# WORK INSTRUCTIONS
Every entry must be reproduced word for word.

# GIVEN ENTRIES
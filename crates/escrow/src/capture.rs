//! Capture coordinator — moves the advertiser's payment into escrow at
//! most once per booking. Duplicate or concurrent payment confirmations
//! reuse the existing capture instead of charging again.

use std::sync::Arc;

use chrono::Utc;
use dashmap::mapref::entry::Entry;
use dashmap::DashMap;
use tracing::{info, warn};
use uuid::Uuid;

use adspace_core::error::{MarketError, MarketResult};
use adspace_core::payments::{CaptureOutcome, PaymentGateway};
use adspace_core::types::{Booking, CaptureRecord};

/// Issues exactly one successful capture per booking.
#[derive(Clone)]
pub struct CaptureCoordinator {
    captures: Arc<DashMap<Uuid, CaptureRecord>>,
    gateway: Arc<dyn PaymentGateway>,
}

impl std::fmt::Debug for CaptureCoordinator {
    fn fmt(&self, f: &mut std::fmt::Formatter<'_>) -> std::fmt::Result {
        f.debug_struct("CaptureCoordinator")
            .field("captures", &self.captures.len())
            .finish()
    }
}

impl CaptureCoordinator {
    pub fn new(gateway: Arc<dyn PaymentGateway>) -> Self {
        Self {
            captures: Arc::new(DashMap::new()),
            gateway,
        }
    }

    pub fn get_by_booking(&self, booking_id: Uuid) -> Option<CaptureRecord> {
        self.captures.get(&booking_id).map(|r| r.value().clone())
    }

    /// Capture the booking's full amount into escrow. The gateway call runs
    /// under the booking's entry lock, so two concurrent confirmations
    /// serialize: the first charges, the second gets the same record back.
    /// A failed capture is not recorded; the advertiser retries payment.
    pub fn capture_for_booking(&self, booking: &Booking) -> MarketResult<CaptureRecord> {
        match self.captures.entry(booking.id) {
            Entry::Occupied(existing) => {
                info!(
                    booking_id = %booking.id,
                    external_ref = %existing.get().external_ref,
                    "Capture already performed, reusing"
                );
                Ok(existing.get().clone())
            }
            Entry::Vacant(slot) => {
                let amount = booking.pricing.total_amount;
                match self.gateway.capture(booking.id, amount) {
                    CaptureOutcome::Captured { reference } => {
                        let record = CaptureRecord {
                            id: Uuid::new_v4(),
                            booking_id: booking.id,
                            amount,
                            external_ref: reference,
                            captured_at: Utc::now(),
                        };
                        info!(
                            booking_id = %booking.id,
                            external_ref = %record.external_ref,
                            amount,
                            "Payment captured into escrow"
                        );
                        Ok(slot.insert(record).clone())
                    }
                    CaptureOutcome::Failed { reason } => {
                        warn!(booking_id = %booking.id, reason = %reason, "Capture failed");
                        Err(MarketError::Payment(reason))
                    }
                }
            }
        }
    }
}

# OUTPUT
filename crates/escrow/src/capture.rs
//! Capture coordinator — moves the advertiser's payment into escrow at
//! most once per booking. Duplicate or concurrent payment confirmations
//! reuse the existing capture instead of charging again.

use std::sync::Arc;

use chrono::Utc;
use dashmap::mapref::entry::Entry;
use dashmap::DashMap;
use tracing::{info, warn};
use uuid::Uuid;

use adspace_core::error::{MarketError, MarketResult};
use adspace_core::payments::{CaptureOutcome, PaymentGateway};
use adspace_core::types::{Booking, CaptureRecord};

/// Issues exactly one successful capture per booking.
#[derive(Clone)]
pub struct CaptureCoordinator {
    captures: Arc<DashMap<Uuid, CaptureRecord>>,
    gateway: Arc<dyn PaymentGateway>,
}

impl std::fmt::Debug for CaptureCoordinator {
    fn fmt(&self, f: &mut std::fmt::Formatter<'_>) -> std::fmt::Result {
        f.debug_struct("CaptureCoordinator")
            .field("captures", &self.captures.len())
            .finish()
    }
}

impl CaptureCoordinator {
    pub fn new(gateway: Arc<dyn PaymentGateway>) -> Self {
        Self {
            captures: Arc::new(DashMap::new()),
            gateway,
        }
    }

    pub fn get_by_booking(&self, booking_id: Uuid) -> Option<CaptureRecord> {
        self.captures.get(&booking_id).map(|r| r.value().clone())
    }

    /// Capture the booking's full amount into escrow. The gateway call runs
    /// under the booking's entry lock, so two concurrent confirmations
    /// serialize: the first charges, the second gets the same record back.
    /// A failed capture is not recorded; the advertiser retries payment.
    pub fn capture_for_booking(&self, booking: &Booking) -> MarketResult<CaptureRecord> {
        match self.captures.entry(booking.id) {
            Entry::Occupied(existing) => {
                info!(
                    booking_id = %booking.id,
                    external_ref = %existing.get().external_ref,
                    "Capture already performed, reusing"
                );
                Ok(existing.get().clone())
            }
            Entry::Vacant(slot) => {
                let amount = booking.pricing.total_amount;
                match self.gateway.capture(booking.id, amount) {
                    CaptureOutcome::Captured { reference } => {
                        let record = CaptureRecord {
                            id: Uuid::new_v4(),
                            booking_id: booking.id,
                            amount,
                            external_ref: reference,
                            captured_at: Utc::now(),
                        };
                        info!(
                            booking_id = %booking.id,
                            external_ref = %record.external_ref,
                            amount,
                            "Payment captured into escrow"
                        );
                        Ok(slot.insert(record).clone())
                    }
                    CaptureOutcome::Failed { reason } => {
                        warn!(booking_id = %booking.id, reason = %reason, "Capture failed");
                        Err(MarketError::Payment(reason))
                    }
                }
            }
        }
    }
}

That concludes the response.